Jornalismo, o elogio fúnebre

Internacional

Diz-se que, numa guerra, a primeira vítima é a verdade. E o jornalismo, que já corria perigo de vida, viu a guerra matá-lo e enterrá-lo, definitivamente, com a cobertura recente dos acontecimentos na Palestina. Ao contrário do que se esperava e discutia amiúde, não foram as redes sociais a matar o jornalismo, mas os jornalistas nas redes sociais a matar a sua credibilidade. O jornalismo parece ser secundário.

É relativamente fácil criar um monstro à luz dos supostos valores morais de uma sociedade. Carlos Santos Pereira, jornalista, escreveu um livro sobre as relações dos media com os militares e, por conseguinte, com os interesses dos governos dos Estados.

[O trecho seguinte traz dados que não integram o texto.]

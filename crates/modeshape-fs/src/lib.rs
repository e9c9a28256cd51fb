//! Filesystem primitives for the ModeShape server registry
//!
//! Provides lock-protected atomic writes and format-agnostic config loading.

pub mod config;
pub mod error;
pub mod io;

pub use config::ConfigStore;
pub use error::{Error, Result};
pub use io::RobustnessConfig;
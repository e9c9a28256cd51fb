//! Error types for modeshape-fs

use std::path::PathBuf;

/// Result type for modeshape-fs operations
pub type Result<T> = std::result::Result<T, Error>;

/// Errors that can occur in modeshape-fs operations
#[derive(Debug, thiserror::Error)]
pub enum Error {
    #[error("I/O error at {path}: {source}")]
    Io {
        path: PathBuf,
        #[source]
        source: std::io::Error,
    },

    #[error("Failed to parse {format} config at {path}: {message}")]
    ConfigParse {
        path: PathBuf,
        format: String,
        message: String,
    },

    #[error("Failed to serialize {format} config at {path}: {message}")]
    ConfigSerialize {
        path: PathBuf,
        format: String,
        message: String,
    },

    #[error("Unsupported config format: {extension}")]
    UnsupportedFormat { extension: String },

    #[error("Lock acquisition failed for {path}")]
    LockFailed { path: PathBuf },
}

impl Error {
    pub fn io(path: impl Into<PathBuf>, source: std::io::Error) -> Self {
        Self::Io {
            path: path.into(),
            source,
        }
    }
}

Santos Pereira conhece e denunciou as pressões que sofreu quando tentou contar o que viu nos diversos terrenos que pisou. Numa entrevista ao Jornal de Leiria, em 2016, diz o jornalista, sobre pressões e censura:

[…] Agora, porem-me a andar ou tentarem evitar que falasse, sim. O caso da Ucrânia é um bom exemplo. Em toda a parte, estava proibido de contar o que vi. Só publiquei a história na Revista de Ciências Militares. Ao contrário do que seria de esperar, a multiplicação dos canais de comunicação e de informação e o acirrar da concorrência tem o efeito de afunilamento. Nunca a informação foi tão uniforme, tão igual.

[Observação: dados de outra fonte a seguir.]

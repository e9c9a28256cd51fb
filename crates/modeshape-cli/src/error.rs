//! Error types for modeshape-cli

use modeshape_registry::{RegistryError, ValidationError};

/// Result type for CLI operations
pub type Result<T> = std::result::Result<T, CliError>;

/// Errors that can occur in CLI operations
#[derive(Debug, thiserror::Error)]
pub enum CliError {
    #[error(transparent)]
    Registry(#[from] RegistryError),

    #[error(transparent)]
    Validation(#[from] ValidationError),

    #[error("Failed to render JSON: {0}")]
    Json(#[from] serde_json::Error),

    /// User-facing error with a message
    #[error("{message}")]
    User { message: String },
}

impl CliError {
    /// Create a new user error with the given message
    pub fn user(message: impl Into<String>) -> Self {
        Self::User {
            message: message.into(),
        }
    }
}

A resposta à concorrência não é tentar fazer diferente do vizinho. É garantir que eu não deixei de dar aquilo que ele também deu. A versão das agências de comunicação e relações públicas famosíssimas pelo papel que tiveram nestes conflitos, que cozinharam o enquadramento histórico e político para os jornalistas fazerem a contextualização das notícias. E depois tudo o que os órgãos de comunicação, políticos e diplomatas diziam à volta. Criou-se esse tal ambiente de consenso. Era um processo em que participava muita gente, mas tinha pivots. Um deles foi a CNN. A CNN é um excelente exemplo do que é mau jornalismo. Pelas ligações que tinha à Administração norte-americana, acabava por servir de padrão de referência, que era adoptado mais ou menos em toda a parte. Durante a primeira Guerra do Golfo, em 1991, a cobertura foi feita em grande parte com o José Rodrigues dos Santos perante a câmara e com um ecrã com a CNN ao lado, que ia traduzindo.”

O facto mediático

Criar um facto mediático para a mobilização em torno de uma causa tem sempre o mesmo modelo. Cria-se um mundo a preto e branco para um problema complexo e mistura-se emoção. Não interessam os contextos, nem a História, muito menos as vítimas de ambos os lados. Interessa a punição. Foi assim nos Balcãs, por exemplo, quando se apagou das notícias a limpeza étnica dos sérvios na Krajina. Os media nos EUA, particularmente a CNN, criaram um monstro, com um nome que ficou no ouvido: “Balkan’s Butcher”, referindo-se a Milosevic. Não foi por acaso que os responsáveis israelitas se referiram aos ataques de sábado como o 11 de Setembro israelita. A minha geração, que está agora na vida adulta, entre os 30 e os 50 anos, teve nesse dia de 2001, quando os aviões embateram nas torres, a noção de que o mundo havia mudado para sempre. Mas não basta ficar no ouvido, é necessário o impacto visual da cena. Daí a manchete e foto de capa do Metro News, na Escócia, que refere 40 bebés decapitados pelo Hamas, enquanto um soldado segura um cão no colo. A mensagem é clara: o inimigo não respeita nem sequer bebés, enquanto os israelitas salvam cães do horror, são a humanidade na guerra. Está criada a noção dos bons e dos maus, dos que avançam contra o terrorismo e dos que o combatem valentemente, contra a barbárie.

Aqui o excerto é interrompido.